Standardized patients, individuals who are trained to simulate real patients, are commonly used in medical education. They enable medical students to practice and improve their clinical and conversation skills for patient interaction. A program at The George Washington University School of Medicine and Health Sciences goes a step further with their standardized patients.
When the patient becomes the teacher It's called the Standardized Patient Instructor (SPI) program, and graduates of the program go on to instruct first- and second-year medical students on physical exam systems. D.C. resident Ray Alcala started out as a standardized patient, and later decided to become a standardized patient instructor.
"I just found that fascinating to learn what it was that all these students were performing on me all these years, and be able to give them feedback on what they were doing," says Alcala.
The SPI program is in its second year. Jennifer Owens, a program instructor, trains SPIs like Alcala on GW's physical diagnosis checklist. "Basically, what we feel needs to be incorporated in to a head-to-toe physical exam," she says.
The focus is on technique, she adds. So when first-year students are learning how to do a physical, a fourth-year student will be present to help with the more nitty-gritty medical details, such as a where a specific lymph node is located. Or if a student wants to know something related to technique, such as how to use an octoscope - the instrument for examining one's ears - an SPI will be on hand to demonstrate.
The SPI is there for something else, too: to bring in a patient's perspective, Alcala says.
"A lot of times students as doctors don't really realize the different issues they have to deal with," Alcala says. "We were just covering visual fields [in a recent teaching session], checking peripheral vision. And I've had really tall students checking visual fields, but they're thinking of where the fields would be for them. Then they'll do the maneuver and they're not getting the results that they're expecting. And I can say, 'Oh, and by the way, when you noticed the results were a little off, consider the fact that, ya know, we have a height differential.' And I think that they appreciate that perspective."
Making a difference for tomorrow's doctors While Alcala has turned his standardized patient and SPI work in to a full-time gig, for many it's part-time work. Josh Drumwright, whose day job has him doing background investigations for a federal agency, says he enjoys the flexibility of being an SPI. He especially relishes the opportunity to teach medical students.

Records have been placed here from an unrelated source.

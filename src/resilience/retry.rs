//! Retry policy
//!
//! Decides whether a failed attempt is retried and how long to wait first.
//! The same policy type drives both the connection budget (inside
//! `ConnectionManager`) and the independent query budget (inside
//! `QueryProcessor`).

use crate::error_code::ErrorKind;
use crate::Error;
use serde::{Deserialize, Serialize};
use std::collections::HashSet;
use std::time::Duration;

/// Serializable retry knobs, as they appear in configuration files.
#[derive(Debug, Clone, PartialEq, Serialize, Deserialize)]
#[serde(default)]
pub struct RetrySettings {
    pub max_retries: u32,
    pub base_delay_secs: f64,
    pub max_delay_secs: f64,
    pub backoff_multiplier: f64,
    pub retry_on: Vec<ErrorKind>,
}

impl Default for RetrySettings {
    fn default() -> Self {
        Self {
            max_retries: 3,
            base_delay_secs: 1.0,
            max_delay_secs: 30.0,
            backoff_multiplier: 2.0,
            retry_on: vec![ErrorKind::Timeout, ErrorKind::RateLimit, ErrorKind::Connection],
        }
    }
}

/// Configuration for retry behavior.
#[derive(Debug, Clone, PartialEq)]
pub struct RetryPolicy {
    pub max_retries: u32,
    pub base_delay: Duration,
    pub max_delay: Duration,
    pub backoff_multiplier: f64,
    pub retry_on: HashSet<ErrorKind>,
}

impl Default for RetryPolicy {
    fn default() -> Self {
        Self::from(&RetrySettings::default())
    }
}

impl From<&RetrySettings> for RetryPolicy {
    fn from(s: &RetrySettings) -> Self {
        Self {
            max_retries: s.max_retries,
            base_delay: secs(s.base_delay_secs),
            max_delay: secs(s.max_delay_secs),
            backoff_multiplier: s.backoff_multiplier,
            retry_on: s.retry_on.iter().copied().collect(),
        }
    }
}

fn secs(v: f64) -> Duration {
    if v.is_finite() && v > 0.0 {
        Duration::try_from_secs_f64(v).unwrap_or(Duration::MAX)
    } else {
        Duration::ZERO
    }
}

impl RetryPolicy {
    pub fn new() -> Self {
        Self::default()
    }

    /// A policy that never retries.
    pub fn none() -> Self {
        Self {
            max_retries: 0,
            ..Self::default()
        }
    }

    pub fn with_max_retries(mut self, n: u32) -> Self {
        self.max_retries = n;
        self
    }

    pub fn with_base_delay(mut self, d: Duration) -> Self {
        self.base_delay = d;
        self
    }

    pub fn with_max_delay(mut self, d: Duration) -> Self {
        self.max_delay = d;
        self
    }

    pub fn with_backoff_multiplier(mut self, m: f64) -> Self {
        self.backoff_multiplier = m;
        self
    }

    /// Replace the whitelist of retryable kinds.
    pub fn retry_on(mut self, kinds: impl IntoIterator<Item = ErrorKind>) -> Self {
        self.retry_on = kinds.into_iter().collect();
        self
    }

    /// Exponential backoff: `min(base_delay * multiplier^attempt, max_delay)`.
    pub fn calculate_delay(&self, attempt: u32) -> Duration {
        let exp = i32::try_from(attempt).unwrap_or(i32::MAX);
        let secs = self.base_delay.as_secs_f64() * self.backoff_multiplier.powi(exp);
        if !secs.is_finite() || secs < 0.0 {
            return self.max_delay;
        }
        match Duration::try_from_secs_f64(secs) {
            Ok(d) => d.min(self.max_delay),
            Err(_) => self.max_delay,
        }
    }

    /// `attempt` is 0-based (first failure => attempt=0).
    pub fn should_retry(&self, error: &Error, attempt: u32) -> bool {
        if attempt >= self.max_retries {
            return false;
        }
        self.retry_on.contains(&error.kind())
    }

    /// Delay before the attempt following `attempt`.
    ///
    /// A backend-supplied `retry_after` wins over the computed backoff but is
    /// still capped by `max_delay`.
    pub fn delay_for(&self, error: &Error, attempt: u32) -> Duration {
        match error.retry_after() {
            Some(d) => d.min(self.max_delay),
            None => self.calculate_delay(attempt),
        }
    }

    /// Total number of attempts this policy allows.
    pub fn max_attempts(&self) -> u32 {
        self.max_retries.saturating_add(1)
    }
}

"You feel like you have a hands-on, interactive, important role in medical school," he says. "And it's a growing part of medical school; more and more medical schools are doing programs like this. It's fairly new for GW to have just regular people have such a large influence on the teaching process."
And while Alcala agrees this involvement of "regular people" is a positive thing, he says it's not without its challenges - such as gaining the students' trust.

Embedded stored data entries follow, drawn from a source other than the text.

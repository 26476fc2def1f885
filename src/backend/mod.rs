//! Concrete backends.
//!
//! A backend implements [`Backend`](crate::adapter::managed::Backend) and gets
//! connection management, timeouts and reconnection from
//! [`ManagedAdapter`](crate::adapter::managed::ManagedAdapter). The wire
//! format is a property of each backend only.

pub mod http;

pub use http::HttpBackend;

"I think a lot of students will look at 'Oh! Well, he's not a doctor. He's not a fourth-year medical student. Why should I believe what he has to say?,' Alcala says. "But I think that if you demonstrate that you're confident, and that you speak the language, so to speak, all of a sudden, they open up to you."

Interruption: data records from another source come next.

//! Connection manager
//!
//! Retries connection attempts with exponential backoff, probes an existing
//! session with a short health check and releases it on close. Connect and
//! close never overlap: both run under one async operation lock.

use super::ConnectionState;
use crate::error_code::ErrorKind;
use crate::resilience::RetryPolicy;
use crate::telemetry::{noop_observer, Observer, RelayEvent};
use crate::{Error, Result};
use async_trait::async_trait;
use std::sync::{Arc, Mutex, MutexGuard, PoisonError};
use std::time::{Duration, SystemTime};
use tokio::time::Instant;
use tracing::{debug, error, info, warn};

/// Upper bound for a single health probe.
const MAX_HEALTH_CHECK_TIMEOUT: Duration = Duration::from_secs(10);

/// Establishes and probes sessions against one endpoint.
#[async_trait]
pub trait Connector: Send + Sync + 'static {
    /// Live handle produced by a successful connect.
    type Session: Send + Sync + 'static;

    fn endpoint(&self) -> &str;

    async fn connect(&self) -> Result<Self::Session>;

    /// Lightweight probe; any error means the session is unusable.
    async fn health_check(&self, session: &Self::Session) -> Result<()>;

    async fn disconnect(&self, session: Arc<Self::Session>) -> Result<()> {
        drop(session);
        Ok(())
    }
}

/// Read-only view of a manager's state.
#[derive(Debug, Clone, PartialEq)]
pub struct ConnectionSnapshot {
    pub state: ConnectionState,
    pub connection_attempts: u32,
    pub last_connection_time: Option<SystemTime>,
    pub endpoint: String,
}

struct Inner<S> {
    state: ConnectionState,
    session: Option<Arc<S>>,
    attempts: u32,
    last_connected: Option<SystemTime>,
}

/// Owns the connection state machine for one connector.
pub struct ConnectionManager<C: Connector> {
    connector: C,
    policy: RetryPolicy,
    timeout: Duration,
    observer: Arc<dyn Observer>,
    op_lock: tokio::sync::Mutex<()>,
    inner: Mutex<Inner<C::Session>>,
}

/// Puts a half-finished `Connecting` back to `Disconnected` if the connect
/// future is dropped before it resolves.
struct ConnectingGuard<'a, S> {
    inner: &'a Mutex<Inner<S>>,
    armed: bool,
}

impl<S> Drop for ConnectingGuard<'_, S> {
    fn drop(&mut self) {
        if !self.armed {
            return;
        }
        let mut inner = self.inner.lock().unwrap_or_else(PoisonError::into_inner);
        if inner.state == ConnectionState::Connecting {
            inner.state = ConnectionState::Disconnected;
        }
    }
}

He says it works the other way, too: being an SPI helps him look at these budding physicians in a whole other way.
"We know how many years and how much training they go through, but when you work with the students [the] way that we get to work with the students, you know that they're real people," he says. "And they're great people. And I just have such great appreciation for what they do and what they have to go through to be able to care for all of us."